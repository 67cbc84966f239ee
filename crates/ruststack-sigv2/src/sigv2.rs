//! AWS Signature Version 2 signing.
//!
//! SigV2 uses HMAC-SHA1. The `Authorization` header has the format:
//!
//! ```text
//! AWS <AWSAccessKeyId>:<Signature>
//! ```
//!
//! Where `Signature = Base64(HMAC-SHA1(SecretKey, StringToSign))`; see
//! [`crate::canonical`] for how the string-to-sign is built.

use base64::Engine;
use base64::engine::general_purpose::STANDARD as BASE64;
use hmac::{Hmac, KeyInit, Mac};
use sha1::Sha1;
use tracing::debug;

use crate::canonical::{SigningInput, build_string_to_sign};
use crate::credentials::Credentials;

type HmacSha1 = Hmac<Sha1>;

/// A signed REST request.
#[derive(Debug, Clone, PartialEq, Eq)]
pub struct SignedRequest {
    /// The exact text that was signed.
    pub string_to_sign: String,
    /// Base64 HMAC-SHA1 signature.
    pub signature: String,
    /// Value of the `Authorization` header.
    pub authorization: String,
    /// Metadata entries left out of the string-to-sign.
    pub dropped_metadata: usize,
}

/// Sign `input` with `credentials`.
#[must_use]
pub fn sign(
    credentials: &Credentials,
    input: &SigningInput<'_>,
    metadata_limit: Option<usize>,
) -> SignedRequest {
    let sts = build_string_to_sign(input, metadata_limit);

    debug!(
        access_key_id = %credentials.key_id(),
        string_to_sign = ?sts.text,
        "Built SigV2 string to sign"
    );

    let signature = compute_signature(credentials.secret_key(), &sts.text);
    let authorization = authorization_header(credentials.key_id(), &signature);

    SignedRequest {
        string_to_sign: sts.text,
        signature,
        authorization,
        dropped_metadata: sts.dropped_metadata,
    }
}

/// Compute the SigV2 signature: Base64(HMAC-SHA1(secret, string_to_sign)).
#[must_use]
pub fn compute_signature(secret_key: &str, string_to_sign: &str) -> String {
    let mut mac =
        HmacSha1::new_from_slice(secret_key.as_bytes()).expect("HMAC can accept any key length");
    mac.update(string_to_sign.as_bytes());
    let result = mac.finalize().into_bytes();
    BASE64.encode(result)
}

/// Format the `Authorization` header value.
#[must_use]
pub fn authorization_header(access_key_id: &str, signature: &str) -> String {
    format!("AWS {access_key_id}:{signature}")
}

______________________________

Using the records above, set down exactly the lines from the one with "use base64::Engine;" through the one with "mac.update(string_to_sign.as_bytes());", inclusive, and nothing more.

**ANSWER SPACE**
use base64::Engine;
use base64::engine::general_purpose::STANDARD as BASE64;
use hmac::{Hmac, KeyInit, Mac};
use sha1::Sha1;
use tracing::debug;

use crate::canonical::{SigningInput, build_string_to_sign};
use crate::credentials::Credentials;

type HmacSha1 = Hmac<Sha1>;

/// A signed REST request.
#[derive(Debug, Clone, PartialEq, Eq)]
pub struct SignedRequest {
    /// The exact text that was signed.
    pub string_to_sign: String,
    /// Base64 HMAC-SHA1 signature.
    pub signature: String,
    /// Value of the `Authorization` header.
    pub authorization: String,
    /// Metadata entries left out of the string-to-sign.
    pub dropped_metadata: usize,
}

/// Sign `input` with `credentials`.
#[must_use]
pub fn sign(
    credentials: &Credentials,
    input: &SigningInput<'_>,
    metadata_limit: Option<usize>,
) -> SignedRequest {
    let sts = build_string_to_sign(input, metadata_limit);

    debug!(
        access_key_id = %credentials.key_id(),
        string_to_sign = ?sts.text,
        "Built SigV2 string to sign"
    );

    let signature = compute_signature(credentials.secret_key(), &sts.text);
    let authorization = authorization_header(credentials.key_id(), &signature);

    SignedRequest {
        string_to_sign: sts.text,
        signature,
        authorization,
        dropped_metadata: sts.dropped_metadata,
    }
}

/// Compute the SigV2 signature: Base64(HMAC-SHA1(secret, string_to_sign)).
#[must_use]
pub fn compute_signature(secret_key: &str, string_to_sign: &str) -> String {
    let mut mac =
        HmacSha1::new_from_slice(secret_key.as_bytes()).expect("HMAC can accept any key length");
    mac.update(string_to_sign.as_bytes());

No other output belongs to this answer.